Re: [CentOS] Postfix and virtual mail boxes.[SOLVED - kinda]
On 10/10/21 11:28 pm, Rob Kampen wrote: smtp inet n - n - - smtpd -o smtpd_recipient_restrictions= -o content_filter=spamassassin I assume based on what you've said before that this is after you added the workaround you mentioned, but the logs below are without the smtpd_recipient_restrictions= part here? Cannot see how this log listing can possibly help as it contains only three lines Nonetheless I do appreciate seeing them, no offense but you can never tell if someone's interpretations of the logs are accurate and so it's best just to see the logs themselves. Here is the log of the incorrectly rejected email coming into the new MX - very short as it immediately rejects the alias recipient address - which my other two MX do not do. Right. This led me to the conclusion that the alias substitution is not taking place on my new MX whereas it does on my two working MX - hence my addition to the smtp processing line at the top of the master.cf file. I wouldn't jump to that conclusion just yet, though. That said, based on your config and logs I think I may have been wrong in my previous guess and it may very well be related to your policyd-spf. More on that in a bit.
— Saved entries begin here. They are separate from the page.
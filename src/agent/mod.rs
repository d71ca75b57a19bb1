pub mod backend;
pub mod client;
pub mod disambiguator;
mod prompts;
mod stream;
pub mod tools;
pub mod turn;
pub mod types;

pub use client::AssistantAI;
pub use types::ConversationState;
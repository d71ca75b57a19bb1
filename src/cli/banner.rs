//! 起動・終了バナー

use chrono::{Local, Timelike};
use rand::Rng;

use super::assistant::assistant_talk;
use super::color::{bold_cyan, cyan, white, yellow};

/// 時間帯に応じた挨拶を返す。
///  - 5〜11時:  "Good morning"
///  - 12〜17時: "Good afternoon"
///  - 18〜4時:  "Good evening"
fn time_greeting() -> &'static str {
    let hour = Local::now().hour();
    match hour {
        5..=11 => "Good morning",
        12..=17 => "Good afternoon",
        _ => "Good evening",
    }
}

/// 起動時の Welcome バナーを表示する。
pub fn print_welcome() {
    let version = env!("CARGO_PKG_VERSION");
    let greeting = time_greeting();

    let art_lines: &[&str] = &[
        r#" _   _ ___ ___ ___ ___  ___ ___ _  __"#,
        r#"| | | / __| __| _ \   \| __/ __| |/ /"#,
        r#"| |_| \__ \ _||   / |) | _|\__ \ ' < "#,
        r#" \___/|___/___|_|_\___/|___|___/_|\_\"#,
    ];

    let separator = "=====================================";
    let version_line = format!(
        "  {}  ::  {} {}",
        bold_cyan("USERDESK"),
        white("User Database Assistant"),
        yellow(&format!("v{version}"))
    );

    println!();
    for line in art_lines {
        println!("{}", white(line));
    }
    println!("{}", cyan(separator));
    println!("{}", yellow(&version_line));
    println!("{}", cyan(separator));
    println!();
    assistant_talk(&format!(
        "{greeting}. Ask me to list, find, add, update, or delete users. \
         Type 'exit' to end the conversation."
    ));
    println!();
}

/// 終了時の Farewell メッセージを表示する。
pub fn print_goodbye() {
    let messages: &[&str] = &[
        "Goodbye! The user database is all tidied up.",
        "Goodbye! Come back whenever the records need attention.",
        "Goodbye! I'll keep the user list safe until next time.",
    ];

    let idx = rand::rng().random_range(0..messages.len());

    println!();
    assistant_talk(messages[idx]);
    println!();
}

#[cfg(test)]
mod tests {
    use super::*;

    #[test]
    fn time_greeting_returns_valid_string() {
        let g = time_greeting();
        assert!(
            g == "Good morning" || g == "Good afternoon" || g == "Good evening",
            "unexpected greeting: {g}"
        );
    }
}
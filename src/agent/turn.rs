//! 1 会話ターンのオーケストレーション
//!
//! リクエストテキストを受け取り、挨拶ルール → 語彙フィルタ →
//! バックエンド選択 → 引数検証 → ディスパッチの順に 1 ターンを完結させる。
//! ターンは重ならない。次のリクエストはこのターンの応答が確定してから受け付ける。

use anyhow::Result;
use tracing::{debug, info, warn};

use crate::store::UserStore;

use super::backend::{IntentBackend, Selection};
use super::disambiguator::Disambiguator;
use super::tools::executor::{self, ErrorKind};
use super::tools::registry::{self, GREETING};
use super::tools::validate;
use super::types::ConversationState;

/// ターン応答の種別（表示制御と履歴記録に使用）
#[derive(Debug, Clone, Copy, PartialEq)]
pub enum TurnKind {
    /// return-direct アクションの固定出力（そのまま表示する）
    Direct,
    /// バックエンドのテキスト応答（ストリーミングで表示済み）
    Streamed,
    /// 検証・選択の失敗から生成された確認質問
    Clarification,
    /// ディスパッチ済みアクションの結果
    Action { error: Option<ErrorKind> },
}

/// 1 ターン分の応答
#[derive(Debug)]
pub struct TurnOutput {
    pub text: String,
    pub kind: TurnKind,
}

/// 1 リクエストを最後まで処理し、応答テキストを返す。
pub async fn run_turn(
    backend: &dyn IntentBackend,
    disambiguator: &Disambiguator,
    store: &UserStore,
    history: &ConversationState,
    request: &str,
) -> Result<TurnOutput> {
    // 1. 挨拶・能力照会は greet_user を無条件選択。会話履歴にも左右されない。
    if Disambiguator::is_greeting(request) {
        info!(request = %request, "Greeting rule matched, returning greet output verbatim");
        return Ok(TurnOutput {
            text: GREETING.to_string(),
            kind: TurnKind::Direct,
        });
    }

    // 2. 語彙ルールでカタログをフィルタし、バックエンドに選択させる
    let tools = disambiguator.eligible_tools(request);
    let selection = backend.select_action(request, history, tools).await?;

    let raw = match selection {
        Selection::Reply(text) => {
            // アクション未選択。確認質問や雑談応答はそのままターンの応答になる。
            debug!(response_length = text.len(), "Turn resolved as text reply");
            return Ok(TurnOutput {
                text,
                kind: TurnKind::Streamed,
            });
        }
        Selection::Invoke(raw) => raw,
    };

    // 3. 選択されたアクションをカタログで解決する
    let spec = match registry::get(&raw.name) {
        Some(spec) => spec,
        None => {
            warn!(action = %raw.name, "Backend selected an action missing from the catalog");
            return Ok(TurnOutput {
                text: "I wasn't sure how to handle that request. Could you rephrase it?"
                    .to_string(),
                kind: TurnKind::Clarification,
            });
        }
    };

    // return-direct アクションはディスパッチャを経由せず、出力を検証なしで返す
    if spec.return_direct {
        info!(action = %spec.name, "Return-direct action selected, bypassing dispatcher");
        return Ok(TurnOutput {
            text: GREETING.to_string(),
            kind: TurnKind::Direct,
        });
    }

    // 4. 引数検証。欠落・型不一致は確認質問に変換し、ストアには触れない。
    let invocation = match validate::validate(spec, &raw.arguments) {
        Ok(invocation) => invocation,
        Err(e) => {
            info!(
                action = %spec.name,
                reason = %e,
                "Validation blocked invocation, asking for clarification"
            );
            return Ok(TurnOutput {
                text: e.clarification(),
                kind: TurnKind::Clarification,
            });
        }
    };

    // 5. ディスパッチ。結果のメッセージがそのままターンの応答になる。
    let outcome = executor::dispatch(store, &invocation);
    Ok(TurnOutput {
        kind: TurnKind::Action {
            error: outcome.kind,
        },
        text: outcome.message,
    })
}

#[cfg(test)]
mod tests {
    use super::*;
    use crate::agent::types::RawInvocation;
    use async_openai::types::ChatCompletionTool;
    use async_trait::async_trait;
    use std::collections::VecDeque;
    use std::sync::Mutex;
    use tempfile::TempDir;

    /// スクリプト化されたバックエンド。あらかじめ与えた Selection を順に返し、
    /// 提示されたツール名を記録する。
    struct ScriptedBackend {
        selections: Mutex<VecDeque<Selection>>,
        offered_tools: Mutex<Vec<Vec<String>>>,
    }

    impl ScriptedBackend {
        fn new(selections: Vec<Selection>) -> Self {
            Self {
                selections: Mutex::new(selections.into()),
                offered_tools: Mutex::new(Vec::new()),
            }
        }

        fn invoke(name: &str, arguments: &str) -> Selection {
            Selection::Invoke(RawInvocation {
                name: name.to_string(),
                arguments: arguments.to_string(),
            })
        }

        fn calls(&self) -> usize {
            self.offered_tools.lock().unwrap().len()
        }

        fn offered(&self, call: usize) -> Vec<String> {
            self.offered_tools.lock().unwrap()[call].clone()
        }
    }

    #[async_trait]
    impl IntentBackend for ScriptedBackend {
        async fn select_action(
            &self,
            _request: &str,
            _history: &ConversationState,
            tools: Vec<ChatCompletionTool>,
        ) -> Result<Selection> {
            self.offered_tools
                .lock()
                .unwrap()
                .push(tools.iter().map(|t| t.function.name.clone()).collect());
            Ok(self
                .selections
                .lock()
                .unwrap()
                .pop_front()
                .expect("scripted backend ran out of selections"))
        }
    }

    fn open_store() -> (TempDir, UserStore) {
        let tmp = TempDir::new().unwrap();
        let store = UserStore::open_at(tmp.path().join("users.db")).unwrap();
        (tmp, store)
    }

    #[tokio::test]
    async fn greeting_returns_fixed_text_without_calling_backend() {
        let (_tmp, store) = open_store();
        let backend = ScriptedBackend::new(vec![]);
        let disambiguator = Disambiguator::new();

        // 会話履歴があっても挨拶ルールは無条件で適用される
        let mut history = ConversationState::new();
        history.push_turn("list users", "- Alice (alice@wonderland.io)");

        let output = run_turn(&backend, &disambiguator, &store, &history, "hi")
            .await
            .unwrap();

        assert_eq!(output.kind, TurnKind::Direct);
        assert_eq!(output.text, GREETING);
        assert_eq!(backend.calls(), 0);
    }

    #[tokio::test]
    async fn capability_inquiry_is_return_direct() {
        let (_tmp, store) = open_store();
        let backend = ScriptedBackend::new(vec![]);
        let disambiguator = Disambiguator::new();
        let history = ConversationState::new();

        let output = run_turn(
            &backend,
            &disambiguator,
            &store,
            &history,
            "what can you do?",
        )
        .await
        .unwrap();

        assert_eq!(output.text, GREETING);
        assert_eq!(backend.calls(), 0);
    }

    #[tokio::test]
    async fn modification_request_never_offers_add_to_backend() {
        let (_tmp, store) = open_store();
        let backend = ScriptedBackend::new(vec![ScriptedBackend::invoke(
            "update_user_details",
            r#"{"name": "Alice", "new_email": "a@b.com"}"#,
        )]);
        let disambiguator = Disambiguator::new();
        let history = ConversationState::new();

        let output = run_turn(
            &backend,
            &disambiguator,
            &store,
            &history,
            "update Alice's email to a@b.com",
        )
        .await
        .unwrap();

        assert!(matches!(output.kind, TurnKind::Action { error: None }));
        // ハード除外: add_new_user はバックエンドに一切提示されない
        assert!(!backend.offered(0).contains(&"add_new_user".to_string()));
        assert_eq!(store.find_exact("Alice").unwrap().unwrap().email, "a@b.com");
    }

    #[tokio::test]
    async fn missing_arguments_produce_clarification_without_touching_store() {
        let (_tmp, store) = open_store();
        let backend = ScriptedBackend::new(vec![ScriptedBackend::invoke("add_new_user", "{}")]);
        let disambiguator = Disambiguator::new();
        let history = ConversationState::new();

        let output = run_turn(&backend, &disambiguator, &store, &history, "add a user")
            .await
            .unwrap();

        assert_eq!(output.kind, TurnKind::Clarification);
        assert!(output.text.contains("name"));
        assert!(output.text.contains("email"));
        // ストアは呼び出されていない
        assert_eq!(store.list().unwrap().len(), 2);
    }

    #[tokio::test]
    async fn validated_invocation_is_dispatched() {
        let (_tmp, store) = open_store();
        let backend = ScriptedBackend::new(vec![ScriptedBackend::invoke(
            "add_new_user",
            r#"{"name": "Bob", "email": "bob@builder.dev"}"#,
        )]);
        let disambiguator = Disambiguator::new();
        let history = ConversationState::new();

        let output = run_turn(
            &backend,
            &disambiguator,
            &store,
            &history,
            "add Bob with email bob@builder.dev",
        )
        .await
        .unwrap();

        assert!(matches!(output.kind, TurnKind::Action { error: None }));
        assert_eq!(
            output.text,
            "User 'Bob' was successfully added to the database."
        );
        assert!(store.find_exact("Bob").unwrap().is_some());
    }

    #[tokio::test]
    async fn duplicate_email_outcome_is_surfaced_verbatim() {
        let (_tmp, store) = open_store();
        let backend = ScriptedBackend::new(vec![ScriptedBackend::invoke(
            "add_new_user",
            r#"{"name": "Mallory", "email": "alice@wonderland.io"}"#,
        )]);
        let disambiguator = Disambiguator::new();
        let history = ConversationState::new();

        let output = run_turn(
            &backend,
            &disambiguator,
            &store,
            &history,
            "add Mallory with email alice@wonderland.io",
        )
        .await
        .unwrap();

        assert!(matches!(
            output.kind,
            TurnKind::Action {
                error: Some(ErrorKind::DuplicateEmail)
            }
        ));
        assert_eq!(
            output.text,
            "Error: A user with the email 'alice@wonderland.io' already exists."
        );
    }

    #[tokio::test]
    async fn text_reply_passes_through_as_streamed() {
        let (_tmp, store) = open_store();
        let backend = ScriptedBackend::new(vec![Selection::Reply(
            "Which user do you mean?".to_string(),
        )]);
        let disambiguator = Disambiguator::new();
        let history = ConversationState::new();

        let output = run_turn(&backend, &disambiguator, &store, &history, "do the thing")
            .await
            .unwrap();

        assert_eq!(output.kind, TurnKind::Streamed);
        assert_eq!(output.text, "Which user do you mean?");
    }

    #[tokio::test]
    async fn unknown_action_from_backend_becomes_clarification() {
        let (_tmp, store) = open_store();
        let backend =
            ScriptedBackend::new(vec![ScriptedBackend::invoke("drop_all_tables", "{}")]);
        let disambiguator = Disambiguator::new();
        let history = ConversationState::new();

        let output = run_turn(&backend, &disambiguator, &store, &history, "drop everything")
            .await
            .unwrap();

        assert_eq!(output.kind, TurnKind::Clarification);
        assert_eq!(store.list().unwrap().len(), 2);
    }

    #[tokio::test]
    async fn model_selected_greet_bypasses_dispatcher() {
        let (_tmp, store) = open_store();
        let backend = ScriptedBackend::new(vec![ScriptedBackend::invoke("greet_user", "{}")]);
        let disambiguator = Disambiguator::new();
        let history = ConversationState::new();

        // 語彙ルールをすり抜けた挨拶をモデルが greet_user と判断したケース
        let output = run_turn(&backend, &disambiguator, &store, &history, "greetings friend")
            .await
            .unwrap();

        assert_eq!(output.kind, TurnKind::Direct);
        assert_eq!(output.text, GREETING);
    }
}
//! 意図選択バックエンドの抽象
//!
//! 「リクエスト + 会話履歴 + カタログを与えると、0 または 1 件の
//! アクション呼び出し、もしくはテキスト応答を返す」という外部の推論能力を
//! 1 つのトレイトに閉じ込める。本番は OpenAI 実装（`AssistantAI`）、
//! テストではスクリプト化したモック実装を差し替える。

use anyhow::Result;
use async_openai::types::ChatCompletionTool;
use async_trait::async_trait;

use super::types::{ConversationState, RawInvocation};

/// バックエンドの選択結果
#[derive(Debug)]
pub enum Selection {
    /// カタログ中のアクションを 1 件選択した（引数は未検証）
    Invoke(RawInvocation),
    /// アクションを選ばず、テキストで応答した（確認質問・雑談応答を含む）
    Reply(String),
}

/// 不透明な意図選択能力。
#[async_trait]
pub trait IntentBackend {
    /// 1 リクエストを処理し、アクション呼び出しまたはテキスト応答を返す。
    ///
    /// `tools` はディスアンビゲータによる語彙フィルタ適用後の
    /// 選択可能アクションのみを含む。
    async fn select_action(
        &self,
        request: &str,
        history: &ConversationState,
        tools: Vec<ChatCompletionTool>,
    ) -> Result<Selection>;
}
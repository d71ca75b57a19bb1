//! Tool Call のストリーミング蓄積ヘルパー
//!
//! ストリーミングで受信した Tool Call チャンクを蓄積し、
//! 完成した Tool Call を生の Invocation に変換するユーティリティ。

use async_openai::types::ChatCompletionMessageToolCallChunk;
use tracing::{debug, warn};

use crate::agent::types::RawInvocation;

/// Tool Call のストリーミングチャンクを蓄積するための構造体
#[derive(Debug, Default, Clone)]
pub struct ToolCallAccumulator {
    pub id: String,
    pub function_name: String,
    pub arguments: String,
}

/// ストリーミングで受信した Tool Call チャンクを蓄積する
pub fn accumulate_tool_call(
    accumulators: &mut Vec<ToolCallAccumulator>,
    chunk: &ChatCompletionMessageToolCallChunk,
) {
    let idx = chunk.index as usize;

    // 必要に応じてアキュムレータを拡張
    while accumulators.len() <= idx {
        accumulators.push(ToolCallAccumulator::default());
    }

    let acc = &mut accumulators[idx];

    if let Some(ref id) = chunk.id {
        acc.id = id.clone();
    }
    if let Some(ref func) = chunk.function {
        if let Some(ref name) = func.name {
            acc.function_name = name.clone();
        }
        if let Some(ref args) = func.arguments {
            acc.arguments.push_str(args);
        }
    }
}

/// 蓄積した Tool Call から生の Invocation を取り出す。
///
/// 1 リクエストにつき選択されるアクションは 0 または 1 件。モデルが複数の
/// Tool Call を返した場合は先頭のみを採用し、残りは警告を出して破棄する。
pub fn first_invocation(tool_calls: &[ToolCallAccumulator]) -> Option<RawInvocation> {
    let first = tool_calls.iter().find(|tc| !tc.function_name.is_empty())?;

    if tool_calls.len() > 1 {
        warn!(
            total = tool_calls.len(),
            kept = %first.function_name,
            "Model returned multiple tool calls; keeping only the first"
        );
    }

    debug!(
        function_name = %first.function_name,
        arguments = %first.arguments,
        id = %first.id,
        "Extracted tool call"
    );

    Some(RawInvocation {
        name: first.function_name.clone(),
        arguments: first.arguments.clone(),
    })
}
Can you provide the output of the following commands (but substitute the actual recipient domain and address for the munged versions you supplied here): postmap -q example.com mysql:/etc/postfix/mysql-virtual_alias_domains.cf postmap -q r...@example.com mysql:/etc/postfix/mysql-virtual_forwardings.cf postmap -q r...@example.com mysql:/etc/postfix/mysql-virtual_email2email.cf postmap -q example.com mysql:/etc/postfix/mysql-virtual_domains.cf postmap -q r...@example.com mysql:/etc/postfix/mysql-virtual_mailboxes.cf The results of the above should give a much better picture of what's going on. To check if it's the policyd that's causing the problem can you modify the smtpd_recipient_restrictions line in main.cf and remove just the "check_policy_service inet:localhost:12350," part? So that it reads something like: smtpd_recipient_restrictions = permit_mynetworks, permit_sasl_authenticated, reject_unauth_destination, check_policy_service unix:private/policyd-spf Then check to see if it works after that (and provide logs again so I can check things over). Note this also means reverting your workaround in master.cf for this test. Peter ___ CentOS mailing list CentOS@centos.org https://lists.centos.org/mailman/listinfo/centos
Re: [CentOS] Postfix and virtual mail boxes.[SOLVED - kinda]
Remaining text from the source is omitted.